WHAT YOU HAVE TO DO: In the data that follows, determine how many lines contain the word "else", and give only that number.
[[ INFORMATION, beginning ]]
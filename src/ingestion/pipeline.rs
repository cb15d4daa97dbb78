//! Multi-file ingestion entrypoint.
//!
//! Most callers should use [`Pipeline::process`] (memoized) or [`process_files`] (one-shot).
//! Both decode each file by format, enforce the budget schema, clean rows, derive
//! `Difference`, and concatenate the per-file tables in arrival order.
//!
//! - If [`IngestionOptions::format`] is `None`, each file's format is inferred from its name.
//! - If an [`IngestionObserver`] is provided, per-file success/failure/alerts are reported to it.
//! - The first failing file aborts the whole call; no partial table is returned.

use std::fmt;
use std::sync::Arc;

use crate::error::IngestionResult;
use crate::types::{DataSet, DataType, Field, Schema, Value};

use super::cache::{Fingerprint, ProcessCache};
use super::decode::{Decoder, IngestionFormat, SheetSelection};
use super::normalize::{coerce, normalize};
use super::observability::{IngestionContext, IngestionObserver, IngestionSeverity, IngestionStats};
use super::raw::RawFile;

/// Options controlling ingestion behavior.
///
/// Use [`Default`] for common cases.
#[derive(Clone)]
pub struct IngestionOptions {
    /// If `None`, infer each file's format from its extension.
    pub format: Option<IngestionFormat>,
    /// Spreadsheet sheet selection.
    pub sheet: SheetSelection,
    /// Optional observer for logging/alerts.
    pub observer: Option<Arc<dyn IngestionObserver>>,
    /// Severity threshold at which `on_alert` is invoked.
    pub alert_at_or_above: IngestionSeverity,
}

impl fmt::Debug for IngestionOptions {
    fn fmt(&self, f: &mut fmt::Formatter<'_>) -> fmt::Result {
        f.debug_struct("IngestionOptions")
            .field("format", &self.format)
            .field("sheet", &self.sheet)
            .field("observer_set", &self.observer.is_some())
            .field("alert_at_or_above", &self.alert_at_or_above)
            .finish()
    }
}

impl Default for IngestionOptions {
    fn default() -> Self {
        Self {
            format: None,
            sheet: SheetSelection::default(),
            observer: None,
            alert_at_or_above: IngestionSeverity::Critical,
        }
    }
}

impl IngestionOptions {
    /// Decode-affecting options, folded into the cache fingerprint.
    fn cache_tag(&self) -> String {
        format!("format={:?};sheet={:?}", self.format, self.sheet)
    }
}

/// Ingest an ordered set of files into one unified table.
///
/// Zero files yield an empty table with the canonical schema.
///
/// # Examples
///
/// ```
/// use lb_budget::ingestion::{process_files, IngestionOptions, RawFile};
/// use lb_budget::types::Value;
///
/// # fn main() -> Result<(), lb_budget::IngestionError> {
/// let a = RawFile::new(
///     "north.csv",
///     "Code,LBType,Tot,TotExp,Sector,District\n1,X,100,80,S1,D1\n",
/// );
/// let b = RawFile::new(
///     "south.csv",
///     "Code,LBType,Tot,TotExp,Sector,District\n,Y,0,0,S2,D2\n2,Y,50,50,S2,D2\n",
/// );
///
/// let ds = process_files(&[a, b], &IngestionOptions::default())?;
/// assert_eq!(ds.row_count(), 2);
/// assert_eq!(ds.value(0, "Difference"), Some(&Value::Float64(20.0)));
/// assert_eq!(ds.value(1, "Difference"), Some(&Value::Float64(0.0)));
/// # Ok(())
/// # }
/// ```
pub fn process_files(files: &[RawFile], options: &IngestionOptions) -> IngestionResult<DataSet> {
    if files.is_empty() {
        return Ok(DataSet::empty());
    }

    let mut accumulated: Vec<DataSet> = Vec::with_capacity(files.len());
    for file in files {
        let mut ctx = IngestionContext {
            file: file.name.clone(),
            format: options.format,
        };
        let result = ingest_one(file, options, &mut ctx);
        report(options, &ctx, &result);
        let (tables, _) = result?;
        accumulated.extend(tables);
    }

    Ok(concat(accumulated))
}

/// Decode, validate and clean one file. Returns its tables (one per sheet) and stats.
fn ingest_one(
    file: &RawFile,
    options: &IngestionOptions,
    ctx: &mut IngestionContext,
) -> IngestionResult<(Vec<DataSet>, IngestionStats)> {
    let format = match options.format {
        Some(f) => f,
        None => IngestionFormat::infer(file)?,
    };
    ctx.format = Some(format);

    let decoder = format.decoder(&options.sheet);
    tracing::debug!(file = %file.name, decoder = decoder.name(), bytes = file.content.len(), "decoding");
    let decoded = decoder.decode(file)?;

    let mut stats = IngestionStats {
        rows: 0,
        dropped_rows: 0,
    };
    let mut tables = Vec::with_capacity(decoded.len());
    for table in &decoded {
        let normalized = normalize(table)?;
        stats.rows += normalized.dataset.row_count();
        stats.dropped_rows += normalized.dropped_rows;
        tables.push(normalized.dataset);
    }
    Ok((tables, stats))
}

fn report(
    options: &IngestionOptions,
    ctx: &IngestionContext,
    result: &IngestionResult<(Vec<DataSet>, IngestionStats)>,
) {
    let Some(obs) = options.observer.as_ref() else {
        return;
    };
    match result {
        Ok((_, stats)) => obs.on_success(ctx, *stats),
        Err(e) => {
            let sev = IngestionSeverity::of(e);
            obs.on_failure(ctx, sev, e);
            if sev >= options.alert_at_or_above {
                obs.on_alert(ctx, sev, e);
            }
        }
    }
}

/// Concatenate per-file tables, preserving table and row order.
///
/// The unified schema is the first table's columns followed by columns first seen in later
/// tables. A column whose type differs between tables is widened (see [`crate::types::DataType::widen`]);
/// rows from tables lacking a column get [`Value::Null`] there.
pub fn concat(tables: Vec<DataSet>) -> DataSet {
    // Per unified column: declared type at first appearance, and the widened type over
    // tables that actually hold values in it. All-null columns do not constrain the type.
    let mut fields: Vec<(Field, Option<DataType>)> = Vec::new();
    for table in &tables {
        for (idx, field) in table.schema.fields.iter().enumerate() {
            let has_values = table.rows.iter().any(|r| r.get(idx).is_some_and(|v| !v.is_null()));
            let seen = has_values.then_some(field.data_type);
            match fields.iter_mut().find(|(f, _)| f.name == field.name) {
                Some((_, widened)) => {
                    *widened = match (*widened, seen) {
                        (Some(a), Some(b)) => Some(a.widen(b)),
                        (a, b) => a.or(b),
                    };
                }
                None => fields.push((field.clone(), seen)),
            }
        }
    }
    if fields.is_empty() {
        return DataSet::empty();
    }
    let unified = Schema::new(
        fields
            .into_iter()
            .map(|(f, widened)| Field::new(f.name, widened.unwrap_or(f.data_type)))
            .collect(),
    );

    let total_rows = tables.iter().map(DataSet::row_count).sum();
    let mut rows: Vec<Vec<Value>> = Vec::with_capacity(total_rows);
    for table in tables {
        if table.schema == unified {
            rows.extend(table.rows);
            continue;
        }
        let projection: Vec<Option<usize>> = unified
            .fields
            .iter()
            .map(|f| table.schema.index_of(&f.name))
            .collect();
        for row in &table.rows {
            let out = projection
                .iter()
                .zip(&unified.fields)
                .map(|(src, field)| match src.and_then(|i| row.get(i)) {
                    Some(v) => coerce(v, field.data_type),
                    None => Value::Null,
                })
                .collect();
            rows.push(out);
        }
    }

    DataSet::new(unified, rows)
}

/// Memoizing front-end to [`process_files`].
///
/// Results are keyed by a [`Fingerprint`] of the ordered file set (plus decode options), so
/// repeated calls with byte-identical input return the same shared table without decoding
/// again. Failed calls are never cached.
pub struct Pipeline {
    options: IngestionOptions,
    cache: Option<Arc<dyn ProcessCache>>,
}

impl fmt::Debug for Pipeline {
    fn fmt(&self, f: &mut fmt::Formatter<'_>) -> fmt::Result {
        f.debug_struct("Pipeline")
            .field("options", &self.options)
            .field("cache_set", &self.cache.is_some())
            .finish()
    }
}

impl Default for Pipeline {
    fn default() -> Self {
        Self::new(IngestionOptions::default())
    }
}

impl Pipeline {
    /// Create an uncached pipeline.
    pub fn new(options: IngestionOptions) -> Self {
        Self {
            options,
            cache: None,
        }
    }

    /// Attach a result cache.
    pub fn with_cache(mut self, cache: Arc<dyn ProcessCache>) -> Self {
        self.cache = Some(cache);
        self
    }

    /// Options in effect.
    pub fn options(&self) -> &IngestionOptions {
        &self.options
    }

    /// Fingerprint under which `files` would be cached.
    pub fn fingerprint(&self, files: &[RawFile]) -> Fingerprint {
        Fingerprint::of_files_tagged(files, &self.options.cache_tag())
    }

    /// Ingest `files`, serving from the cache when the same input was seen before.
    pub fn process(&self, files: &[RawFile]) -> IngestionResult<Arc<DataSet>> {
        let Some(cache) = self.cache.as_ref() else {
            return process_files(files, &self.options).map(Arc::new);
        };

        let key = self.fingerprint(files);
        if let Some(hit) = cache.get(&key) {
            tracing::debug!(fingerprint = %key, rows = hit.row_count(), "cache hit");
            return Ok(hit);
        }

        tracing::debug!(fingerprint = %key, files = files.len(), "cache miss");
        let table = Arc::new(process_files(files, &self.options)?);
        cache.insert(key, Arc::clone(&table));
        Ok(table)
    }
}

/// Ingest files read from disk.
///
/// Convenience for callers holding paths rather than uploaded blobs; I/O failures surface as
/// [`crate::IngestionError::Io`].
pub fn process_paths<P: AsRef<std::path::Path>>(
    paths: &[P],
    options: &IngestionOptions,
) -> IngestionResult<DataSet> {
    let files = paths
        .iter()
        .map(RawFile::from_path)
        .collect::<IngestionResult<Vec<_>>>()?;
    process_files(&files, options)
}

#[cfg(test)]
mod tests {
    use super::*;
    use crate::error::IngestionError;

    fn ds(fields: &[(&str, DataType)], rows: Vec<Vec<Value>>) -> DataSet {
        DataSet::new(
            Schema::new(fields.iter().map(|(n, t)| Field::new(*n, *t)).collect()),
            rows,
        )
    }

    #[test]
    fn concat_of_nothing_is_canonical_empty() {
        assert_eq!(concat(Vec::new()), DataSet::empty());
    }

    #[test]
    fn concat_unions_columns_and_widens_types() {
        let a = ds(
            &[("Code", DataType::Utf8), ("Ward", DataType::Int64)],
            vec![vec![Value::Utf8("1".to_string()), Value::Int64(3)]],
        );
        let b = ds(
            &[("Code", DataType::Utf8), ("Ward", DataType::Float64), ("Note", DataType::Utf8)],
            vec![vec![
                Value::Utf8("2".to_string()),
                Value::Float64(4.5),
                Value::Utf8("n".to_string()),
            ]],
        );
        let out = concat(vec![a, b]);
        assert_eq!(out.schema.field_names().collect::<Vec<_>>(), vec!["Code", "Ward", "Note"]);
        assert_eq!(out.schema.fields[1].data_type, DataType::Float64);
        assert_eq!(
            out.rows,
            vec![
                vec![Value::Utf8("1".to_string()), Value::Float64(3.0), Value::Null],
                vec![
                    Value::Utf8("2".to_string()),
                    Value::Float64(4.5),
                    Value::Utf8("n".to_string())
                ],
            ]
        );
    }

    #[test]
    fn all_null_columns_do_not_widen() {
        let a = ds(
            &[("Code", DataType::Utf8), ("Ward", DataType::Utf8)],
            vec![vec![Value::Utf8("1".to_string()), Value::Null]],
        );
        let b = ds(
            &[("Code", DataType::Utf8), ("Ward", DataType::Int64)],
            vec![vec![Value::Utf8("2".to_string()), Value::Int64(7)]],
        );
        let out = concat(vec![a, b]);
        assert_eq!(out.schema.fields[1].data_type, DataType::Int64);
        assert_eq!(out.rows[0][1], Value::Null);
        assert_eq!(out.rows[1][1], Value::Int64(7));
    }

    #[test]
    fn unknown_extension_fails_before_decoding() {
        let err = process_files(&[RawFile::new("budget.json", "{}")], &IngestionOptions::default())
            .unwrap_err();
        assert!(matches!(err, IngestionError::Format { ref file, .. } if file == "budget.json"));
    }

    #[test]
    fn forced_format_overrides_extension() {
        let opts = IngestionOptions {
            format: Some(IngestionFormat::Csv),
            ..Default::default()
        };
        let file = RawFile::new(
            "export.txt",
            "Code,LBType,Tot,TotExp,Sector,District\nA,GP,1,1,S,D\n",
        );
        assert_eq!(process_files(&[file], &opts).unwrap().row_count(), 1);
    }

    #[test]
    fn cache_tag_distinguishes_sheet_selection() {
        let files = [RawFile::new("a.xlsx", "")];
        let first = Pipeline::default().fingerprint(&files);
        let all = Pipeline::new(IngestionOptions {
            sheet: SheetSelection::All,
            ..Default::default()
        })
        .fingerprint(&files);
        assert_ne!(first, all);
    }
}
[[ INFORMATION, end ]]
EXERCISE ANSWER: 2